0

I just want to format a number as hex, with four characters in all - so up to three leading zeroes. I'm trying this:

$ python3 --version
Python 3.10.10

$ python3 -c 'TVAR=0x000a; print(f"{TVAR:#04x}")'
0x0a

So, I thought that with 04x I had specified string of total 4 characters to the f-string, padded left with zeroes if need be - but I only get a two-character hex formatted string.

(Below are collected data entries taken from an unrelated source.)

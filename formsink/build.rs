//! Build script for formsink
//!
//! Captures build identification (git hash, timestamp, profile) so the
//! startup banner can report exactly what is running.

use std::process::Command;

fn git_short_hash() -> Option<String> {
    let output = Command::new("git")
        .args(["rev-parse", "--short=8", "HEAD"])
        .output()
        .ok()?;
    if !output.status.success() {
        return None;
    }
    Some(String::from_utf8(output.stdout).ok()?.trim().to_string())
}

fn main() {
    let git_hash = git_short_hash().unwrap_or_else(|| "unknown".to_string());
    let build_timestamp = chrono::Utc::now().to_rfc3339_opts(chrono::SecondsFormat::Secs, true);
    let profile = std::env::var("PROFILE").unwrap_or_else(|_| "unknown".to_string());

    println!("cargo:rustc-env=GIT_HASH={}", git_hash);
    println!("cargo:rustc-env=BUILD_TIMESTAMP={}", build_timestamp);
    println!("cargo:rustc-env=BUILD_PROFILE={}", profile);

    // No rerun-if-changed directives: the script reruns every build so the
    // timestamp and hash stay current
}
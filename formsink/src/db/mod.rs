//! Settings database
//!
//! A small SQLite database holds the gateway's persistent key-value
//! settings, most importantly the administrative binding to the backing
//! spreadsheet. The submission pipeline reads the binding on every request;
//! it is written once by the `bind-store` tool.

pub mod settings;

use std::path::Path;
use std::str::FromStr;

use sqlx::sqlite::{SqliteConnectOptions, SqlitePoolOptions};
use sqlx::{Pool, Sqlite};
use tracing::info;

use crate::error::{Error, Result};

/// Open (creating if missing) the settings database at the given path
pub async fn connect(db_path: &Path) -> Result<Pool<Sqlite>> {
    let path_str = db_path
        .to_str()
        .ok_or_else(|| Error::Config(format!("Non-UTF8 database path: {:?}", db_path)))?;

    let options = SqliteConnectOptions::from_str(&format!("sqlite://{}", path_str))
        .map_err(Error::Database)?
        .create_if_missing(true);

    let pool = SqlitePoolOptions::new()
        .max_connections(5)
        .connect_with(options)
        .await?;

    Ok(pool)
}

/// Create required tables if they do not exist
pub async fn init(pool: &Pool<Sqlite>) -> Result<()> {
    sqlx::query(
        r#"
        CREATE TABLE IF NOT EXISTS settings (
            key TEXT PRIMARY KEY,
            value TEXT NOT NULL,
            updated_at TIMESTAMP NOT NULL DEFAULT CURRENT_TIMESTAMP
        )
        "#,
    )
    .execute(pool)
    .await?;

    info!("Settings database initialized");
    Ok(())
}
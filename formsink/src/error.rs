//! Error types for formsink
//!
//! Defines the gateway error taxonomy using thiserror for clear error
//! propagation. Every variant is caught at the submission coordinator
//! boundary and converted to a structured error outcome.

use std::time::Duration;
use thiserror::Error;

/// Main error type for the formsink gateway
#[derive(Error, Debug)]
pub enum Error {
    /// Exclusive submission lock not acquired within the bounded wait
    #[error("Lock timeout: submission lock not acquired within {0:?}")]
    LockTimeout(Duration),

    /// Target sheet name has no matching sheet in the bound spreadsheet
    #[error("Sheet not found: {0}")]
    SheetNotFound(String),

    /// Failure writing the row or forcing the cell format
    #[error("Store write error: {0}")]
    StoreWrite(String),

    /// Failure reading from the backing store (headers, row index, open)
    #[error("Store error: {0}")]
    Store(String),

    /// Settings database errors (wraps sqlx::Error)
    #[error("Database error: {0}")]
    Database(#[from] sqlx::Error),

    /// Configuration loading or validation error
    #[error("Configuration error: {0}")]
    Config(String),

    /// HTTP server errors
    #[error("HTTP server error: {0}")]
    Http(String),

    /// Outbound notification delivery error (logged, never surfaced)
    #[error("Notification error: {0}")]
    Notify(String),

    /// File I/O errors
    #[error("IO error: {0}")]
    Io(#[from] std::io::Error),

    /// Other errors
    #[error("Internal error: {0}")]
    Internal(String),
}

/// Convenience Result type using formsink Error
pub type Result<T> = std::result::Result<T, Error>;
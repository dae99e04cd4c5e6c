//! Shared fixtures for formsink integration tests

// Not every test binary uses every helper
#![allow(dead_code)]

use std::sync::Arc;
use std::time::Duration;

use async_trait::async_trait;
use axum::body::Body;
use axum::http::{header, Request};
use axum::Router;
use sqlx::sqlite::SqlitePoolOptions;
use sqlx::{Pool, Sqlite};
use tokio::sync::Mutex;

use formsink::db;
use formsink::lock::SubmitLock;
use formsink::notify::{NotificationChannel, Notifier};
use formsink::store::{SheetStore, MemorySheetStore, SpreadsheetHandle};
use formsink::{build_router, AppState, Error, Result, SubmissionCoordinator};

pub const TEST_SPREADSHEET_ID: &str = "test-spreadsheet";
pub const TEST_RECIPIENT: &str = "ops@example.com";
pub const DEFAULT_LOCK_TIMEOUT: Duration = Duration::from_secs(1);

/// One captured notification
#[derive(Debug, Clone, PartialEq, Eq)]
pub struct SentMail {
    pub recipient: String,
    pub subject: String,
    pub body: String,
}

/// Notification channel that records instead of sending
#[derive(Default, Clone)]
pub struct RecordingChannel {
    sent: Arc<Mutex<Vec<SentMail>>>,
}

impl RecordingChannel {
    pub async fn sent(&self) -> Vec<SentMail> {
        self.sent.lock().await.clone()
    }

    /// Wait until at least `count` notifications have been recorded;
    /// notification dispatch is detached from the response path
    pub async fn wait_for(&self, count: usize) -> Vec<SentMail> {
        for _ in 0..100 {
            let sent = self.sent().await;
            if sent.len() >= count {
                return sent;
            }
            tokio::time::sleep(Duration::from_millis(5)).await;
        }
        panic!("Timed out waiting for {} notification(s)", count);
    }
}

#[async_trait]
impl NotificationChannel for RecordingChannel {
    async fn send(&self, recipient: &str, subject: &str, body: &str) -> Result<()> {
        self.sent.lock().await.push(SentMail {
            recipient: recipient.to_string(),
            subject: subject.to_string(),
            body: body.to_string(),
        });
        Ok(())
    }
}

/// Store whose backing service is unreachable
pub struct UnreachableStore;

#[async_trait]
impl SheetStore for UnreachableStore {
    async fn open(&self, _id: &str) -> Result<Box<dyn SpreadsheetHandle>> {
        Err(Error::Store("Bridge unreachable: connection refused".to_string()))
    }
}

/// Fully wired test application over shared fakes
pub struct TestContext {
    pub app: Router,
    pub store: MemorySheetStore,
    pub lock: SubmitLock,
    pub mail: RecordingChannel,
}

/// In-memory settings database, already bound to [`TEST_SPREADSHEET_ID`]
pub async fn settings_db() -> Pool<Sqlite> {
    let pool = SqlitePoolOptions::new()
        .connect("sqlite::memory:")
        .await
        .expect("Should connect to in-memory database");
    db::init(&pool).await.expect("Should initialize settings");
    db::settings::bind_spreadsheet(&pool, TEST_SPREADSHEET_ID)
        .await
        .expect("Should bind test spreadsheet");
    pool
}

/// Context with the default sheet (`Sheet1`: id, timestamp, name, note)
pub async fn context() -> TestContext {
    context_with_timeout(DEFAULT_LOCK_TIMEOUT).await
}

pub async fn context_with_timeout(lock_timeout: Duration) -> TestContext {
    let store = MemorySheetStore::new();
    store
        .create_sheet("Sheet1", &["id", "timestamp", "name", "note"])
        .await;
    context_over(store, lock_timeout, true).await
}

/// Context over an arbitrary memory store; `bound` controls whether the
/// settings database carries a spreadsheet binding
pub async fn context_over(
    store: MemorySheetStore,
    lock_timeout: Duration,
    bound: bool,
) -> TestContext {
    let pool = if bound {
        settings_db().await
    } else {
        let pool = SqlitePoolOptions::new()
            .connect("sqlite::memory:")
            .await
            .expect("Should connect to in-memory database");
        db::init(&pool).await.expect("Should initialize settings");
        pool
    };

    let lock = SubmitLock::new();
    let mail = RecordingChannel::default();
    let notifier = Notifier::new(Arc::new(mail.clone()), TEST_RECIPIENT);
    let coordinator = SubmissionCoordinator::new(
        pool,
        Arc::new(store.clone()),
        lock.clone(),
        notifier,
        lock_timeout,
    );

    TestContext {
        app: build_router(AppState::new(coordinator)),
        store,
        lock,
        mail,
    }
}

/// Context whose store collaborator always fails
pub async fn context_with_unreachable_store() -> TestContext {
    let pool = settings_db().await;
    let lock = SubmitLock::new();
    let mail = RecordingChannel::default();
    let notifier = Notifier::new(Arc::new(mail.clone()), TEST_RECIPIENT);
    let coordinator = SubmissionCoordinator::new(
        pool,
        Arc::new(UnreachableStore),
        lock.clone(),
        notifier,
        DEFAULT_LOCK_TIMEOUT,
    );

    TestContext {
        app: build_router(AppState::new(coordinator)),
        store: MemorySheetStore::new(),
        lock,
        mail,
    }
}

/// POST / with a URL-encoded form body
pub fn post_form(body: &str) -> Request<Body> {
    Request::builder()
        .method("POST")
        .uri("/")
        .header(header::CONTENT_TYPE, "application/x-www-form-urlencoded")
        .body(Body::from(body.to_string()))
        .unwrap()
}

/// Extract the JSON body from a response
pub async fn response_json(response: axum::response::Response) -> serde_json::Value {
    let bytes = axum::body::to_bytes(response.into_body(), usize::MAX)
        .await
        .expect("Should read body");
    serde_json::from_slice(&bytes).expect("Should parse JSON")
}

Can I somehow modify this kind of f-string specification, so I get a 4-digit, left-zero padded, hex numeric string (in this case, 0x000a) - and if so, how?

sdbbs
  • 4,270
  • 5
  • 32
  • 87
  • Thanks, @Axe319 - ah, I had never met string formatting so far, that included the `0x` prefix in the number of characters in the specification! Thanks, that makes sense - and it works. Feel free to post this as an answer, I'll accept it – sdbbs Mar 21 '23 at 20:56

1 Answers1

0

From the docs:

The '#' option causes the “alternate form” to be used for the conversion. The alternate form is defined differently for different types. This option is only valid for integer, float and complex types. For integers, when binary, octal, or hexadecimal output is used, this option adds the respective prefix '0b', '0o', '0x', or '0X' to the output value.

And then later:

width is a decimal integer defining the minimum total field width, including any prefixes, separators, and other formatting characters. If not specified, then the field width will be determined by the content.

Note "including any prefixes".

And then finally:

When no explicit alignment is given, preceding the width field by a zero ('0') character enables sign-aware zero-padding for numeric types.

And for the x type:

Hex format. Outputs the number in base 16, using lower-case letters for the digits above 9.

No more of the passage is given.